Figure 2.

MHC class II-targeted NA-bivalent heterodimers efficiently induce antibody responses after a single DNA vaccination

(A) BALB/c mice were vaccinated once i.m. with 5 μg of each A and B plasmids (10 μg DNA in total) encoding the indicated heterodimeric vaccine proteins (box), followed immediately by EP. Blood was sampled at the indicated time points. (B) NA-specific (top) and HA-specific (bottom) IgG (left), IgG1 (center), and IgG2a (right) titers were measured by ELISA at the indicated time points after immunization. Statistical analysis compared targeted vs. non-targeted and antigen-bivalent vs. monovalent groups. (C) BALB/c mice were immunized once i.m./EP with different amounts of the indicated DNA vaccines. Serum was analyzed for NA-specific IgG responses 4 weeks post vaccination. (D) IgG responses specific for inactivated H1N1 PR8 virus (left), rec. NA protein (center), or rec. HA protein (right) in sera harvested 6 weeks post vaccination from mice immunized once with 5 μg/plasmid (10 μg total) were analyzed in ELISA. Mean ± SEM of n = 8 mice/group.
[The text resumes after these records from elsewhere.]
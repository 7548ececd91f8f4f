//! Synthetic transcription results for exercising dashboards without a
//! live audio source.

use crate::relay::{DispatchOutcome, Dispatcher, Envelope, EnvelopeKind};
use rand::Rng;
use serde::{Deserialize, Serialize};
use std::time::Duration;
use tokio::task::JoinHandle;
use tracing::info;

pub const DEFAULT_TEXT: &str = "Sample transcription text";

/// Body of `POST /api/simulate-transcription`; every field is optional
#[derive(Debug, Clone, Default, Deserialize)]
pub struct SimulateTranscriptionRequest {
    pub text: Option<String>,
    pub confidence: Option<f64>,
    pub latency: Option<f64>,
}

/// The `data` object of a simulated `transcription_result`
#[derive(Debug, Clone, PartialEq, Serialize, Deserialize)]
pub struct SimulatedTranscription {
    pub text: String,
    /// 0.0 to 1.0
    pub confidence: f64,
    /// Milliseconds
    pub latency: f64,
    /// When the simulation fired, milliseconds since the Unix epoch
    pub timestamp: i64,
}

impl SimulatedTranscription {
    /// Fill missing fields: confidence in [0.7, 1.0), latency in [50, 150) ms
    pub fn from_request<R: Rng>(request: SimulateTranscriptionRequest, rng: &mut R, timestamp: i64) -> Self {
        Self {
            text: request
                .text
                .filter(|t| !t.is_empty())
                .unwrap_or_else(|| DEFAULT_TEXT.to_string()),
            confidence: request
                .confidence
                .unwrap_or_else(|| rng.gen_range(0.7..1.0)),
            latency: request.latency.unwrap_or_else(|| rng.gen_range(50.0..150.0)),
            timestamp,
        }
    }

    pub fn into_envelope(self) -> Envelope {
        // Plain struct of strings and numbers always serializes
        let payload = serde_json::to_value(&self).unwrap_or_default();
        Envelope::new(EnvelopeKind::TranscriptionResult, payload)
    }
}

/// Broadcast one simulated result after `delay`; the caller does not wait
pub fn spawn_simulation(
    dispatcher: Dispatcher,
    delay: Duration,
    request: SimulateTranscriptionRequest,
) -> JoinHandle<DispatchOutcome> {
    tokio::spawn(async move {
        tokio::time::sleep(delay).await;

        let result = {
            let mut rng = rand::thread_rng();
            SimulatedTranscription::from_request(request, &mut rng, dispatcher.clock().now())
        };
        info!(
            text = %result.text,
            confidence = result.confidence,
            latency = result.latency,
            "broadcasting simulated transcription"
        );

        dispatcher.dispatch(None, result.into_envelope()).await
    })
}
ND, not detected; ns, not significant. ∗p ≤ 0.05, ∗∗p ≤ 0.01, ∗∗∗p ≤ 0.001; two-way ANOVA (B), two-tailed Mann-Whitney test (C), or Kruskal-Wallis multiple-comparisons test with Dunn’s correction (D). (E) A standard dilution of pooled sera from 5 mice/group vaccinated 4 weeks earlier (10 μg total DNA) were incubated with serial dilutions of inactivated influenza H1N1 PR8 virus. NA- or HA-specific IgG was measured in ELISA. Mean ± SD of technical triplicates.